◆ **TASK INSTRUCTIONS**: State the number of lines with "table" in the listing, leaving out everything else.

══════════

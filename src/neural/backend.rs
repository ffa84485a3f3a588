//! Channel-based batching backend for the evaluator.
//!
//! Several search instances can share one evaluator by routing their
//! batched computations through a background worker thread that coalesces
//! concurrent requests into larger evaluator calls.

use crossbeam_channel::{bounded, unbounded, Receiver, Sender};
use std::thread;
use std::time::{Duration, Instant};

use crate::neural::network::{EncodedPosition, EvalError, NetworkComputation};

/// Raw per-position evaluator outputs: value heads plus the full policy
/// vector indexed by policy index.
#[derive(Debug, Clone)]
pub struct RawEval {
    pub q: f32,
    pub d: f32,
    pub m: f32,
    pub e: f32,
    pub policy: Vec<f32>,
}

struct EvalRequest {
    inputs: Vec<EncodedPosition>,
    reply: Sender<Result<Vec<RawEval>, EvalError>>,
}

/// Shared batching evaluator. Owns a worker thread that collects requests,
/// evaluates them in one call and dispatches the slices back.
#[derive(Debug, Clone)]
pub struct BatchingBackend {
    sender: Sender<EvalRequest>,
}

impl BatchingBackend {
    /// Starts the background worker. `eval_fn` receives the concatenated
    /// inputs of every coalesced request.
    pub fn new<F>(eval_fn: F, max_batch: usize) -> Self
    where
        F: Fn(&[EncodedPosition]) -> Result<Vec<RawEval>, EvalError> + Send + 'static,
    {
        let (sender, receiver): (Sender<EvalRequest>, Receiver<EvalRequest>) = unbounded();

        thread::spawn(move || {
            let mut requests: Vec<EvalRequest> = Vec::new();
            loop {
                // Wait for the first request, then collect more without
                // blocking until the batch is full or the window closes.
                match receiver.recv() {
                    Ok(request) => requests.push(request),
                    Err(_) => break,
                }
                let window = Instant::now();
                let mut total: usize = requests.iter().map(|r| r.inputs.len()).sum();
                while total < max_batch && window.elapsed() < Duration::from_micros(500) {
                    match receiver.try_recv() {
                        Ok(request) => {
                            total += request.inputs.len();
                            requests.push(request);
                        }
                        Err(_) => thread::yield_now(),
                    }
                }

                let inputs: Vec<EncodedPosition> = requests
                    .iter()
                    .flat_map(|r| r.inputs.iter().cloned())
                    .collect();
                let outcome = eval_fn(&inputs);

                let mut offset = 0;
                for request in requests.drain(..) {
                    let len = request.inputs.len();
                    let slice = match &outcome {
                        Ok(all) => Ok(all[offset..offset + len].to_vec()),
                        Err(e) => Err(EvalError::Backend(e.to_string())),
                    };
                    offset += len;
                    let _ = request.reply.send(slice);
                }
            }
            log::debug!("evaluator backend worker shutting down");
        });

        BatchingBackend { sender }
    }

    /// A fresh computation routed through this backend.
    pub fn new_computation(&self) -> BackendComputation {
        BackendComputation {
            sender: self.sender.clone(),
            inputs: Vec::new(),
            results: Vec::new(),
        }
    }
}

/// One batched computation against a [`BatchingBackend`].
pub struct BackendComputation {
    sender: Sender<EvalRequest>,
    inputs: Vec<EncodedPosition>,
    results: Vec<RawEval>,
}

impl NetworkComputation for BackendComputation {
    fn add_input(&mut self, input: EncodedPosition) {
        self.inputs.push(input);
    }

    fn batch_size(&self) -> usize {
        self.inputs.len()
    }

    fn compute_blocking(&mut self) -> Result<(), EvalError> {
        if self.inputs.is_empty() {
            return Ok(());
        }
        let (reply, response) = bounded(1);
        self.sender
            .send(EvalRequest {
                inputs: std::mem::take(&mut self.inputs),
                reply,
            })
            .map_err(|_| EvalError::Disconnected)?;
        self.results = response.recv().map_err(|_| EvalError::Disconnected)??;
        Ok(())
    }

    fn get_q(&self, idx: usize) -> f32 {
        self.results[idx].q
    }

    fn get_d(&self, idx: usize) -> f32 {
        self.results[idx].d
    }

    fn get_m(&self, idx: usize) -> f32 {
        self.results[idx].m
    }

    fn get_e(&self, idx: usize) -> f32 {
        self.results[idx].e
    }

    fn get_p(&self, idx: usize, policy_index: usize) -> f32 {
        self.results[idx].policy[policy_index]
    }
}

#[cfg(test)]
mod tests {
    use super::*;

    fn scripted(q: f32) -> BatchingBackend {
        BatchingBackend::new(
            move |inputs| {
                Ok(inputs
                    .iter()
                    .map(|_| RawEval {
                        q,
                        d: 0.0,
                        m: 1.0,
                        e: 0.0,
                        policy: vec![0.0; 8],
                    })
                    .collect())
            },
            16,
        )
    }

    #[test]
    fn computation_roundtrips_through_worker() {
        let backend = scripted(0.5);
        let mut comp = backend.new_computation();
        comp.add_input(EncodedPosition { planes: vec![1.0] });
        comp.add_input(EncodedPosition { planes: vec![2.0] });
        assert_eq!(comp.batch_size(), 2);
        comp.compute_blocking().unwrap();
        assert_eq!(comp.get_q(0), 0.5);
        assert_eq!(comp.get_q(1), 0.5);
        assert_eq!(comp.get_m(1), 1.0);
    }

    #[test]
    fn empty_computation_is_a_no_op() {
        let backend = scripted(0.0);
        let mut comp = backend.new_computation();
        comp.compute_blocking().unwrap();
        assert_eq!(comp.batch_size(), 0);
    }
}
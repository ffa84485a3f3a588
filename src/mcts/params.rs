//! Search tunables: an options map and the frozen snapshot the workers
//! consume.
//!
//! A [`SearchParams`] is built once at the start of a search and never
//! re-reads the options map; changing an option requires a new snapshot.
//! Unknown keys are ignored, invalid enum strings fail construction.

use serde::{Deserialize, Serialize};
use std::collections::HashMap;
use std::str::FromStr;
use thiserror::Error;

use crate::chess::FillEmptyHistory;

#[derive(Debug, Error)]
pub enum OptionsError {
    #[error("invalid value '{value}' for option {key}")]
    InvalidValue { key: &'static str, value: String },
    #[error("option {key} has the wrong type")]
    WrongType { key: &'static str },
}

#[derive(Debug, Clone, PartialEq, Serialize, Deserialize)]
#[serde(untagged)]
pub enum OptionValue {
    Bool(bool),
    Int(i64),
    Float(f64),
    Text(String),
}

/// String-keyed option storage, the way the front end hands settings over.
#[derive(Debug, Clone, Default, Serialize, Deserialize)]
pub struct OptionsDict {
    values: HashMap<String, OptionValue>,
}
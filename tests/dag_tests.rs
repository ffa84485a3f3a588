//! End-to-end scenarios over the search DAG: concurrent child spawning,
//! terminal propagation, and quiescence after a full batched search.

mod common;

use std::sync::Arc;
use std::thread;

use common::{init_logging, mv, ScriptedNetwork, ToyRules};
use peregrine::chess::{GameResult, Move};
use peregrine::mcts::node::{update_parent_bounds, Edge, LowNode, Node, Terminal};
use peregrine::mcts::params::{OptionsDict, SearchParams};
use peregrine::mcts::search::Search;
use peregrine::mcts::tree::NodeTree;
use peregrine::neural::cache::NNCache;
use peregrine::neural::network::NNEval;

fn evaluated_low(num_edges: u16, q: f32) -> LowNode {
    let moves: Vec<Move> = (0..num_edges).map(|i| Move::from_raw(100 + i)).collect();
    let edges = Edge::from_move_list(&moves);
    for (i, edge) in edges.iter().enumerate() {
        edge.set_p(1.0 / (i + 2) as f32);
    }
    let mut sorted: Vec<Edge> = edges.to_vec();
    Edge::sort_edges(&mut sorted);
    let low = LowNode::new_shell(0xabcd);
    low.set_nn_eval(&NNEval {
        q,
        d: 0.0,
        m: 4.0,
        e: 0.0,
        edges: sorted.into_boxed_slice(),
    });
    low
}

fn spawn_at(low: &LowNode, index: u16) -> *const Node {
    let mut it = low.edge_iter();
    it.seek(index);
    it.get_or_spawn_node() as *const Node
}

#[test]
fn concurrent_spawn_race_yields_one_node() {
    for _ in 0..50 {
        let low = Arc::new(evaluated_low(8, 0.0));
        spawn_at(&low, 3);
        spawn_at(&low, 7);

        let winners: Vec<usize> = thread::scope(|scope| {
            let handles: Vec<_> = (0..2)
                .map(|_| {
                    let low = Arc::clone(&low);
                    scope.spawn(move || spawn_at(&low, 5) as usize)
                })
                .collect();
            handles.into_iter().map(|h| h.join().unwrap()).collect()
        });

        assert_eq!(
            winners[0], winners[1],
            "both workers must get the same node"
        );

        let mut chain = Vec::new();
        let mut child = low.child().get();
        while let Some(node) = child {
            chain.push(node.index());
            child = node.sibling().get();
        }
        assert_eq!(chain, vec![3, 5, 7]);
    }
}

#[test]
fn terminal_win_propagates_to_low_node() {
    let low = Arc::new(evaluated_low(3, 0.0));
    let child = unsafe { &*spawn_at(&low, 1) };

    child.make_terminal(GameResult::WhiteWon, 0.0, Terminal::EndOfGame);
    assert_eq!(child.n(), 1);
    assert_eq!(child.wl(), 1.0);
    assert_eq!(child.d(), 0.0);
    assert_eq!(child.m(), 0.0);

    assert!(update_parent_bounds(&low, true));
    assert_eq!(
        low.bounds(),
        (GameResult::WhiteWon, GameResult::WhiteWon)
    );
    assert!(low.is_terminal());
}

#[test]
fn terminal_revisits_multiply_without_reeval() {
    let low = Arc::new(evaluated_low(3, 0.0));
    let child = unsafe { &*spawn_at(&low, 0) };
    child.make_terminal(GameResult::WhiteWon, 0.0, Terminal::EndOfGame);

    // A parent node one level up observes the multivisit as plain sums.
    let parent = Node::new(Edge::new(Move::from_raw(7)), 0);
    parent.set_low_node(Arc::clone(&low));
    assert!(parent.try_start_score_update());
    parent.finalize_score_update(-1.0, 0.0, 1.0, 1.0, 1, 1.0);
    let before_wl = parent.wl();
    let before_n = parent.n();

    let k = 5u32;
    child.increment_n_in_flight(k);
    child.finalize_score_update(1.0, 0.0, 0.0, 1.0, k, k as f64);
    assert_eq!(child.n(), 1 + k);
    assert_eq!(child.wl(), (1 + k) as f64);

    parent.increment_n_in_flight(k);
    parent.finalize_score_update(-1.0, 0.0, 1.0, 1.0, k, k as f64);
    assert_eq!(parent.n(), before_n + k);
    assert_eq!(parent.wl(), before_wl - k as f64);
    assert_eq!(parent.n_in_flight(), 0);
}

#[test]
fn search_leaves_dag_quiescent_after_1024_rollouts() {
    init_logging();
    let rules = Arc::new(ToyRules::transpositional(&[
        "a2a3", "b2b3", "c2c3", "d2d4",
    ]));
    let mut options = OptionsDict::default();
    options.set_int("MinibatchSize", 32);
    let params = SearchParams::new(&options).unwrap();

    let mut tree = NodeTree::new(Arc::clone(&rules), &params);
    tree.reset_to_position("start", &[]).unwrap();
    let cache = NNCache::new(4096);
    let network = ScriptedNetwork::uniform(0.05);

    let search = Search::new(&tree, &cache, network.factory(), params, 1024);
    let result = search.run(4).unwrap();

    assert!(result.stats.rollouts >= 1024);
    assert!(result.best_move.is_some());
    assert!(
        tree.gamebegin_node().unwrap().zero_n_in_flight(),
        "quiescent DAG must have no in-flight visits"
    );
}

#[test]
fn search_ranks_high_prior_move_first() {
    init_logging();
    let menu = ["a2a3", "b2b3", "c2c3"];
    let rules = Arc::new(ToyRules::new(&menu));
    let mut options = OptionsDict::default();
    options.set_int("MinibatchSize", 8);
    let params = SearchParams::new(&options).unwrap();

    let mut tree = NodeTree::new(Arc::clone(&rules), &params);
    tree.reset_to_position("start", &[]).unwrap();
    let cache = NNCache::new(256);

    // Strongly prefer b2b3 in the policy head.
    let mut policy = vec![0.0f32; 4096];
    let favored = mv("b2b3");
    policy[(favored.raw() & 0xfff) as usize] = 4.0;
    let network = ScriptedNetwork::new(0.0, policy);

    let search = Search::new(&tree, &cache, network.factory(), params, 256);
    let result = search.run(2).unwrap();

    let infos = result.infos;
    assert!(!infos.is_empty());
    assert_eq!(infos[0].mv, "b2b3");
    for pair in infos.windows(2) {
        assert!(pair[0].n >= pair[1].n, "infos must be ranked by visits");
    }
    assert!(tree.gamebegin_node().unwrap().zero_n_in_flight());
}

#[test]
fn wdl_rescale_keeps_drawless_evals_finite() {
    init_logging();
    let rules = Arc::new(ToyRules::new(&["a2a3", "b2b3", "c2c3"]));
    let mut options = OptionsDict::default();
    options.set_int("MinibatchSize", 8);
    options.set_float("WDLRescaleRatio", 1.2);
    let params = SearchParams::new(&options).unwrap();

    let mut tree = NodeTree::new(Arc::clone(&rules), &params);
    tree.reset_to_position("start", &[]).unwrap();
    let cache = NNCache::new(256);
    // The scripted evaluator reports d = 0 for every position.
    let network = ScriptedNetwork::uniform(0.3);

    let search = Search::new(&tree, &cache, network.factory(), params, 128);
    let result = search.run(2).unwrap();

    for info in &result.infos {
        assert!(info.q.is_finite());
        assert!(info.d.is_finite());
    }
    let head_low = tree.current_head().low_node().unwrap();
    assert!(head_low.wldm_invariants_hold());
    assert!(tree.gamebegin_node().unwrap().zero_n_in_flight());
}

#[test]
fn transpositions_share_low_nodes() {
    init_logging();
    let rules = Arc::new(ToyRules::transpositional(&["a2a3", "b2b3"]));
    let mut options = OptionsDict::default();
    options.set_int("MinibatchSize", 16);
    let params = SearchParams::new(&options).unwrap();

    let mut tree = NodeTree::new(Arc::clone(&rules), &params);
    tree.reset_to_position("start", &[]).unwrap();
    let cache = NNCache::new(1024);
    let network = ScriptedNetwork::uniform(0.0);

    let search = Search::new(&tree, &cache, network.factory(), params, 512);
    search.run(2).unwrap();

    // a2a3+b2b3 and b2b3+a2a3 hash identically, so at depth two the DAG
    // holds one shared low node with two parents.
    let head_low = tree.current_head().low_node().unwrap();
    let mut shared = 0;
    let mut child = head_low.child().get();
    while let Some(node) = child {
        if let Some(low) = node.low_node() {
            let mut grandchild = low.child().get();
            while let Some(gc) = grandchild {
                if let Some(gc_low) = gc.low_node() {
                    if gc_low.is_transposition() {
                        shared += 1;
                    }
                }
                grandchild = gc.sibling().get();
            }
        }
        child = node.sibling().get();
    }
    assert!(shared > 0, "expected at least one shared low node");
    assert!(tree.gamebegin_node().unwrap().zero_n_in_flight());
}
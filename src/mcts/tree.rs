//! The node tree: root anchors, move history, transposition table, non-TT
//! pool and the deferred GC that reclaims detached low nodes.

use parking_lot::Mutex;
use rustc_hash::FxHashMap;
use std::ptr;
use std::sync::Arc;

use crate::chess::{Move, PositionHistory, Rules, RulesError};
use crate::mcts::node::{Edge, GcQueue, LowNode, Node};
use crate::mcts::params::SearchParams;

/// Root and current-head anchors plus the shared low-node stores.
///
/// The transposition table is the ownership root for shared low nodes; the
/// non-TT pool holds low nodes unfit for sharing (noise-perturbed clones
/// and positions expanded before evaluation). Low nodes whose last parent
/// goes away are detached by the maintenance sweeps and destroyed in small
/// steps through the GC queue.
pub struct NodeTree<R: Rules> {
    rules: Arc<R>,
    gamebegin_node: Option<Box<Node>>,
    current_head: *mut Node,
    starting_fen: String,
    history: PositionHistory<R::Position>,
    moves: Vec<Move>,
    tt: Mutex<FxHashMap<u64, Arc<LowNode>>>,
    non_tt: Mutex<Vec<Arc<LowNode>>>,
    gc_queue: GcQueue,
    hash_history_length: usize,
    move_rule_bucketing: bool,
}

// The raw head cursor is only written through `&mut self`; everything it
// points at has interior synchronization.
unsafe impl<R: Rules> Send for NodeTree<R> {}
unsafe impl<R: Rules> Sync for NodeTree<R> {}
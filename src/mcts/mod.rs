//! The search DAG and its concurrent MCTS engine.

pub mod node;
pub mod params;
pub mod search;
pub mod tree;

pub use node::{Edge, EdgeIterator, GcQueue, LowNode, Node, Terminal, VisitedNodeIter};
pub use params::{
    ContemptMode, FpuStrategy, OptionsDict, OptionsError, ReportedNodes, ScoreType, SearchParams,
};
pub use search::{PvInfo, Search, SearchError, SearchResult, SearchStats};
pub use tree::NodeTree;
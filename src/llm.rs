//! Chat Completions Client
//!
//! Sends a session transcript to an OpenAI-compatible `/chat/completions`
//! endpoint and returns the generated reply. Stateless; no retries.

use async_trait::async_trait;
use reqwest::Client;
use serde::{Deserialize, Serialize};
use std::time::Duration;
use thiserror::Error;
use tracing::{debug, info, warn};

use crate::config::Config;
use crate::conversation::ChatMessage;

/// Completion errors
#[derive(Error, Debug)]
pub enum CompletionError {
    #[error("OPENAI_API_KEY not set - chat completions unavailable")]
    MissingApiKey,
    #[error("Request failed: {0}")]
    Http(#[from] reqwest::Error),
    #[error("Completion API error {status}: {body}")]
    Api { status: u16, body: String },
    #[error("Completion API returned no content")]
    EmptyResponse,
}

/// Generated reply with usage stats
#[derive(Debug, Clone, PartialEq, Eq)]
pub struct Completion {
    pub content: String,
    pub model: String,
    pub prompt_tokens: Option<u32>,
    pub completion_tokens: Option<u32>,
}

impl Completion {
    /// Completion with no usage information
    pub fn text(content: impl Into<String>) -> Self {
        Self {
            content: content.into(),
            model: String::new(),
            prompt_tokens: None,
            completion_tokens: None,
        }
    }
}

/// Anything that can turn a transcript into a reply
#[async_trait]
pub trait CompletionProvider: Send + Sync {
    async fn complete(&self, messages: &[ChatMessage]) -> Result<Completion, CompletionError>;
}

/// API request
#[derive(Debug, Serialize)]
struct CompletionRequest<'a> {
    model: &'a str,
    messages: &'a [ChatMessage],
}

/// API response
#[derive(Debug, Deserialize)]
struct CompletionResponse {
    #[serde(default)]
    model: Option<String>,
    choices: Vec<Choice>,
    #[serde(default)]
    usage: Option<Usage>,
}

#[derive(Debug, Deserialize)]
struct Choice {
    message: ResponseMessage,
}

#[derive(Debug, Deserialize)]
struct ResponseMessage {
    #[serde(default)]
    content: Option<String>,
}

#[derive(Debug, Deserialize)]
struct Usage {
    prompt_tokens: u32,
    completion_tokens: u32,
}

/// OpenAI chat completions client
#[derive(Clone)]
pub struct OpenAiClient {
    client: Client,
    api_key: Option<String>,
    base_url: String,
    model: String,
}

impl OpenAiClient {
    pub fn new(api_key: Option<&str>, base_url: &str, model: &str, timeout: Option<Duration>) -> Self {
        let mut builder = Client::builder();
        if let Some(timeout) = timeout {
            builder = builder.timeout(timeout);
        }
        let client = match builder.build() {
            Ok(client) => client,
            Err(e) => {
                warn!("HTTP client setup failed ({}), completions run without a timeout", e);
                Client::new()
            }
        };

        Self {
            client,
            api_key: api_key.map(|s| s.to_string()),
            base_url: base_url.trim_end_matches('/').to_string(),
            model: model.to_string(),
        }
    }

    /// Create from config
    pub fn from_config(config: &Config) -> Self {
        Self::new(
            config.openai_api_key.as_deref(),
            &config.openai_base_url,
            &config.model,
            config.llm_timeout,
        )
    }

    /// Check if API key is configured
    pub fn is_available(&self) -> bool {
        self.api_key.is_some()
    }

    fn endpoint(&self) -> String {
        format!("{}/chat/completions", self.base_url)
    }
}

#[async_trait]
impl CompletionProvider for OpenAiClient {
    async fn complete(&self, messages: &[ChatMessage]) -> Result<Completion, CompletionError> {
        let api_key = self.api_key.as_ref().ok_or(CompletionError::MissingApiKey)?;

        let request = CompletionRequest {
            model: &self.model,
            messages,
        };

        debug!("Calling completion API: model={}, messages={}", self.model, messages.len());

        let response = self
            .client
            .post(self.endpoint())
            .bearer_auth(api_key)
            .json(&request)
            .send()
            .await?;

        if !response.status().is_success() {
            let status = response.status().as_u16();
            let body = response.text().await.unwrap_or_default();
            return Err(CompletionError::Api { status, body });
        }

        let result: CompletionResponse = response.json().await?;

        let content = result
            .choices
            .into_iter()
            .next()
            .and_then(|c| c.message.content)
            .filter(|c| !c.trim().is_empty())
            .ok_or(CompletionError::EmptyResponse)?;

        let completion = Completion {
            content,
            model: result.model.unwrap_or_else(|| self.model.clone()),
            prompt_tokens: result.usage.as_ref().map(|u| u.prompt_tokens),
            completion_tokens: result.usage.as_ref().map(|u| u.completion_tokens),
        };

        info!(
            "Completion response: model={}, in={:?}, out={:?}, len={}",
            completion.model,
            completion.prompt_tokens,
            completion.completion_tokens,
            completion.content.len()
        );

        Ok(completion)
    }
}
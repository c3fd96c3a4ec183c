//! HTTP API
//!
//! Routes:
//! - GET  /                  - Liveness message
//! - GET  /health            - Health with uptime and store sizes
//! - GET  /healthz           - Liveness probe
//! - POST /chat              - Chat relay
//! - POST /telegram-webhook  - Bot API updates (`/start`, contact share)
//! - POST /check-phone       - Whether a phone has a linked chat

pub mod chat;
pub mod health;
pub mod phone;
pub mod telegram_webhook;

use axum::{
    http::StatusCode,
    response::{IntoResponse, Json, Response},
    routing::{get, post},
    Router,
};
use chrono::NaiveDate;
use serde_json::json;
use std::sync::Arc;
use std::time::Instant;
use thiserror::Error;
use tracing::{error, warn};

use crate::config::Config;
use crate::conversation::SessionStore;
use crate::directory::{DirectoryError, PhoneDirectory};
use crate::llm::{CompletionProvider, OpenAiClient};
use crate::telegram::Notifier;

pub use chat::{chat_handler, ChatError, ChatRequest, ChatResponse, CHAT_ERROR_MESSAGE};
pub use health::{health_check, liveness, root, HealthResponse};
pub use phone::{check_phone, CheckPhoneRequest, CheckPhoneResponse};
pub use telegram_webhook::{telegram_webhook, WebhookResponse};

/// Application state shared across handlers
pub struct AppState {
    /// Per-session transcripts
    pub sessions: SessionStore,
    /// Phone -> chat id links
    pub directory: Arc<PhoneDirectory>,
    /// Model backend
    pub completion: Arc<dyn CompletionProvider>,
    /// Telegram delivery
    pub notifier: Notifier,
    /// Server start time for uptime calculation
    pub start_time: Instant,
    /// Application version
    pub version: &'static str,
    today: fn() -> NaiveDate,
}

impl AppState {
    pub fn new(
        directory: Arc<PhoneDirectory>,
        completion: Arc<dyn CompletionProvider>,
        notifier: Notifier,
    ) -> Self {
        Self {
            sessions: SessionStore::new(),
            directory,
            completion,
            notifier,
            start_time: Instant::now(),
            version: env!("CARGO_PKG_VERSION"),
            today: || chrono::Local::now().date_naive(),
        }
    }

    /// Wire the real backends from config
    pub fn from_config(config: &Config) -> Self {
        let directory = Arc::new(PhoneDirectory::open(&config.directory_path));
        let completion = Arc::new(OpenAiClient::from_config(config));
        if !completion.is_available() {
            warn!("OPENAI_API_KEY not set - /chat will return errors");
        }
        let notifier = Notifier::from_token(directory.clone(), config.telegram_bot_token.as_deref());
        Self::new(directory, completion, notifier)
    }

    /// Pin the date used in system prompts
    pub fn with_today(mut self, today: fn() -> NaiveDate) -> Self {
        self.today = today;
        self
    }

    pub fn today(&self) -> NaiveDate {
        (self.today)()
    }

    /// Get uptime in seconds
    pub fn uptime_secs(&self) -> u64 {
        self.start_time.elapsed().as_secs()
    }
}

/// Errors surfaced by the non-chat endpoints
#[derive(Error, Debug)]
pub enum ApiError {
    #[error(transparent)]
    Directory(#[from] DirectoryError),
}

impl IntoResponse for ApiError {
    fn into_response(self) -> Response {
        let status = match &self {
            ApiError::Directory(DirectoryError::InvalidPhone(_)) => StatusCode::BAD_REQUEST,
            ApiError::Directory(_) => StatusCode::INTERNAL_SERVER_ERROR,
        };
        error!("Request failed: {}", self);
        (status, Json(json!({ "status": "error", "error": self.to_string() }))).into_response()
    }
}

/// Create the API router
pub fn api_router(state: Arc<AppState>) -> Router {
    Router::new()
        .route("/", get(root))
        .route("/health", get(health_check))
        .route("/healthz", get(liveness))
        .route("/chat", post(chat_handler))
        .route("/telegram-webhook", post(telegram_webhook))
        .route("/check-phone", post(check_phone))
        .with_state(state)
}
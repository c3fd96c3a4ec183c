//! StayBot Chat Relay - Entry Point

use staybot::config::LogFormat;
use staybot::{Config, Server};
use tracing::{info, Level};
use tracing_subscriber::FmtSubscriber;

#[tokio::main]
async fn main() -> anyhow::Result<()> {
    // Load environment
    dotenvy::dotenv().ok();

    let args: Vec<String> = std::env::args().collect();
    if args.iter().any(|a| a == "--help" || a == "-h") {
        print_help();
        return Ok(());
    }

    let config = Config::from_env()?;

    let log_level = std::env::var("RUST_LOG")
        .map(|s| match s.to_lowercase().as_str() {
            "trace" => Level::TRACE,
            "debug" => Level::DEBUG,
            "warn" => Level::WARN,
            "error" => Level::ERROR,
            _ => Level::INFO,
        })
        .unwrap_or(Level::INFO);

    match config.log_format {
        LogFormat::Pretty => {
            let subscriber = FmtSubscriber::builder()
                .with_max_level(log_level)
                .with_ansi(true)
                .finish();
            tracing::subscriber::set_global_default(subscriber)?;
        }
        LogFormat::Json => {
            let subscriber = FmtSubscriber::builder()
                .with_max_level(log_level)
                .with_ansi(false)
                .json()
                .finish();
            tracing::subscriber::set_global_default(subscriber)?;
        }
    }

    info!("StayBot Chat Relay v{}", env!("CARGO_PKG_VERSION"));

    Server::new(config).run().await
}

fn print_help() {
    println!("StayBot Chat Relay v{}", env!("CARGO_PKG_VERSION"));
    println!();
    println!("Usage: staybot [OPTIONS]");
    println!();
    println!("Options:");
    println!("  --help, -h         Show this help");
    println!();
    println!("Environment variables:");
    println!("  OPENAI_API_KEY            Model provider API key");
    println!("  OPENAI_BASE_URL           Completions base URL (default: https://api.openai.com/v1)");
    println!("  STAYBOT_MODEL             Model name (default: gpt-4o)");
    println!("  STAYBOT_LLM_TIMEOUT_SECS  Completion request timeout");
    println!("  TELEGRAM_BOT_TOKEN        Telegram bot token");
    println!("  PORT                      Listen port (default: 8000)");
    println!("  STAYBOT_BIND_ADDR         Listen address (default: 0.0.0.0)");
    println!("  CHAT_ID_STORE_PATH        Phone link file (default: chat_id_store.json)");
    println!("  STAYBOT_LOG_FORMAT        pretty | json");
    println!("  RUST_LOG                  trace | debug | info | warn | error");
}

══════════

◆ **ANSWER TO THIS PROBLEM**: 2